(Saved entries)
^^^^^^^^
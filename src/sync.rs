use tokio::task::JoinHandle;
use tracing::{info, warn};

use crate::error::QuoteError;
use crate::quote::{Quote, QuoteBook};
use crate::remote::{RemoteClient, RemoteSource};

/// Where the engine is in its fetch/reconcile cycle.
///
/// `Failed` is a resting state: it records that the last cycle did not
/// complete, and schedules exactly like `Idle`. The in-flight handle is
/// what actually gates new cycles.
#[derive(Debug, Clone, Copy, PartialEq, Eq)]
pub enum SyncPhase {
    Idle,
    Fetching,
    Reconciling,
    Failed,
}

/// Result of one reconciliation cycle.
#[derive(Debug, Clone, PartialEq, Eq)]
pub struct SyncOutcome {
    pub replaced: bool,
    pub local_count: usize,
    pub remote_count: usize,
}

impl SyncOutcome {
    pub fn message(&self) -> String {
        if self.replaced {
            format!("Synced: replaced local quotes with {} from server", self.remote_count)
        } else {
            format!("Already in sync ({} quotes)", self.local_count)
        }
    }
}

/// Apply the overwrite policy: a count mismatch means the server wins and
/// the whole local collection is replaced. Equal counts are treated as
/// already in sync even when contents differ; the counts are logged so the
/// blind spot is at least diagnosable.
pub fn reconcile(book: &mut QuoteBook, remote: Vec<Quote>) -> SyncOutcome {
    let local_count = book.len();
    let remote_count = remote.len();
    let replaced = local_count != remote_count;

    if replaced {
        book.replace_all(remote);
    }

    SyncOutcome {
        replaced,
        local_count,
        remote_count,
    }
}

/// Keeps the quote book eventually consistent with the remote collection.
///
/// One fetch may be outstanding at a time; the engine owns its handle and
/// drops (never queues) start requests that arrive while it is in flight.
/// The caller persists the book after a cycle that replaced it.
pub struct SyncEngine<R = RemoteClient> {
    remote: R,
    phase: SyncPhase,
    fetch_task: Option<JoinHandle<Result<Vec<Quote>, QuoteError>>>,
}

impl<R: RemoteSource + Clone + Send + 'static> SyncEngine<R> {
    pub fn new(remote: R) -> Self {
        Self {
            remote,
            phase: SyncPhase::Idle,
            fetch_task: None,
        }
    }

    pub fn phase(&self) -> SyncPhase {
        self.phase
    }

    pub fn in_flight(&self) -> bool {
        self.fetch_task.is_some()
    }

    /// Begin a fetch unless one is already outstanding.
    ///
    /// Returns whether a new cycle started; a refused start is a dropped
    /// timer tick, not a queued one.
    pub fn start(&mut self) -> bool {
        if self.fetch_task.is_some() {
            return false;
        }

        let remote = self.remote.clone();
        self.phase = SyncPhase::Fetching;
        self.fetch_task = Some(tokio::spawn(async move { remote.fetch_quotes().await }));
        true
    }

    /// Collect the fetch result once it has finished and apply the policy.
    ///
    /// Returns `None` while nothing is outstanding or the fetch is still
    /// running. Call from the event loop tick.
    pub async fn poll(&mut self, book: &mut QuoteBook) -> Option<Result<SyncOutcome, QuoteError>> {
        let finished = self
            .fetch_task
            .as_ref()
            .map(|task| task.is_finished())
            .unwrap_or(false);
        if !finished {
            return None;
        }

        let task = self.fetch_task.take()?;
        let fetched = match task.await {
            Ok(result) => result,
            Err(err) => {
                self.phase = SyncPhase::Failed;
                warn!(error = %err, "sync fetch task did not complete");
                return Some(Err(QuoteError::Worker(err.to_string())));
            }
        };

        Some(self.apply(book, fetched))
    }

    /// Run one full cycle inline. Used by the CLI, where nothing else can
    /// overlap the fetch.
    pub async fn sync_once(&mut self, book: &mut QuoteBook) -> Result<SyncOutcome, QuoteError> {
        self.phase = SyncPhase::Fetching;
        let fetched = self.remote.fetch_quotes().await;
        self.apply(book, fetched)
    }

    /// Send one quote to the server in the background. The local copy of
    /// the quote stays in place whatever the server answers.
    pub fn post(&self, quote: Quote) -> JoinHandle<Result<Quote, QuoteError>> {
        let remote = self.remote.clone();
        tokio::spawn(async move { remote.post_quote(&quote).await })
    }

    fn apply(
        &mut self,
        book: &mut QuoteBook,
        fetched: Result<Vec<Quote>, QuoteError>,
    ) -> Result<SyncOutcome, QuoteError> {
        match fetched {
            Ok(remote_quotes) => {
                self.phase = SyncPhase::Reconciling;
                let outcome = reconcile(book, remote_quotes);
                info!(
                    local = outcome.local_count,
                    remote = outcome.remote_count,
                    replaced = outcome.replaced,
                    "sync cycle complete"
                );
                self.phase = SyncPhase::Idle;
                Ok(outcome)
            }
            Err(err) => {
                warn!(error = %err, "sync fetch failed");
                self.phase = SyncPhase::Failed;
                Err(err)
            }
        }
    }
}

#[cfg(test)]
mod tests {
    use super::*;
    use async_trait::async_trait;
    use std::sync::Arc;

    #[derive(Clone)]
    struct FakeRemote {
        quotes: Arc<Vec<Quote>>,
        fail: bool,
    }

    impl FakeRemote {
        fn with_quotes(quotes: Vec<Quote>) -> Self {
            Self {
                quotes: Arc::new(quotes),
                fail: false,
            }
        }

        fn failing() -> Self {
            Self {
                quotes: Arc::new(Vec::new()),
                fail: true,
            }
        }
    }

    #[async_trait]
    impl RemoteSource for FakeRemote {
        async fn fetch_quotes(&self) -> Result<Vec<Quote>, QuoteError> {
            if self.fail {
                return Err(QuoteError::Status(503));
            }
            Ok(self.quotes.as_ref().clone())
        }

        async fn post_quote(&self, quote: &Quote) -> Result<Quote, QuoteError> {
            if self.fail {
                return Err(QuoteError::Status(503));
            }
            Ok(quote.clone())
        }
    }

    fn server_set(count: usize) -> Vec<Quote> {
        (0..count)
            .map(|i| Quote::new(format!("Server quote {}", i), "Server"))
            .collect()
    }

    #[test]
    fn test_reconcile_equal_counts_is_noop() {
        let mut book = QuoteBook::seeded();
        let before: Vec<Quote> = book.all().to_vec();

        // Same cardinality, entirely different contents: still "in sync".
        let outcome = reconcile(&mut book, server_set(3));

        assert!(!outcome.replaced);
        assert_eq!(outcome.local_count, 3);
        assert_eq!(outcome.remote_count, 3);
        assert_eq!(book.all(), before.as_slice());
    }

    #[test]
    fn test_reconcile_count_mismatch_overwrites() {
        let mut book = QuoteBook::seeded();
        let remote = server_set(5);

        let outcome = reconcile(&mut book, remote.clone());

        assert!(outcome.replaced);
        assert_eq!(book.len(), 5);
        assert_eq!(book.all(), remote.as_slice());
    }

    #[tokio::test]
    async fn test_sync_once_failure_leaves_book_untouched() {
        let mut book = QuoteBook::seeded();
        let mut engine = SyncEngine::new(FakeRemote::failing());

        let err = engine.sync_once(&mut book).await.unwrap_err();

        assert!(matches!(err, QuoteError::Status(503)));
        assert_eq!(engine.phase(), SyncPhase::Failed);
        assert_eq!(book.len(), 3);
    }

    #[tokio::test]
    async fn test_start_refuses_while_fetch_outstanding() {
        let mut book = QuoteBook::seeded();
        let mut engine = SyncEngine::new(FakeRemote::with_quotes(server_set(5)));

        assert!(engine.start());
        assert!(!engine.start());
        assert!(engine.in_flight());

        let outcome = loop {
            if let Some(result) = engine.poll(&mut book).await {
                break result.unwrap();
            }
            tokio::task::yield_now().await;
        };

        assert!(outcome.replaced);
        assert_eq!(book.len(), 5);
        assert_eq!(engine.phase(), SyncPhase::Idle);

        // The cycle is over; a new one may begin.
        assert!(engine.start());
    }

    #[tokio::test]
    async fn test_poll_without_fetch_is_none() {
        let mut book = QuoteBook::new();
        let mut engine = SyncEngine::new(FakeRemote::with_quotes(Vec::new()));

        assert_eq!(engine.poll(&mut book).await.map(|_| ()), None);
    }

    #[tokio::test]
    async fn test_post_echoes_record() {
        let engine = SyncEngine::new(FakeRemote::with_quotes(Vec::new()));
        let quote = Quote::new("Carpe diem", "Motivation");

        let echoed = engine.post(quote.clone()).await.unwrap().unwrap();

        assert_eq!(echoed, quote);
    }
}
^^^^^^^^
- _Your assignment_: Exactly the lines running from the top of the records to the line that contains "cycle did not", inclusive, must be set down, and nothing more.

- _Expected answer_:
filename src/sync.rs
use tokio::task::JoinHandle;
use tracing::{info, warn};

use crate::error::QuoteError;
use crate::quote::{Quote, QuoteBook};
use crate::remote::{RemoteClient, RemoteSource};

/// Where the engine is in its fetch/reconcile cycle.
///
/// `Failed` is a resting state: it records that the last cycle did not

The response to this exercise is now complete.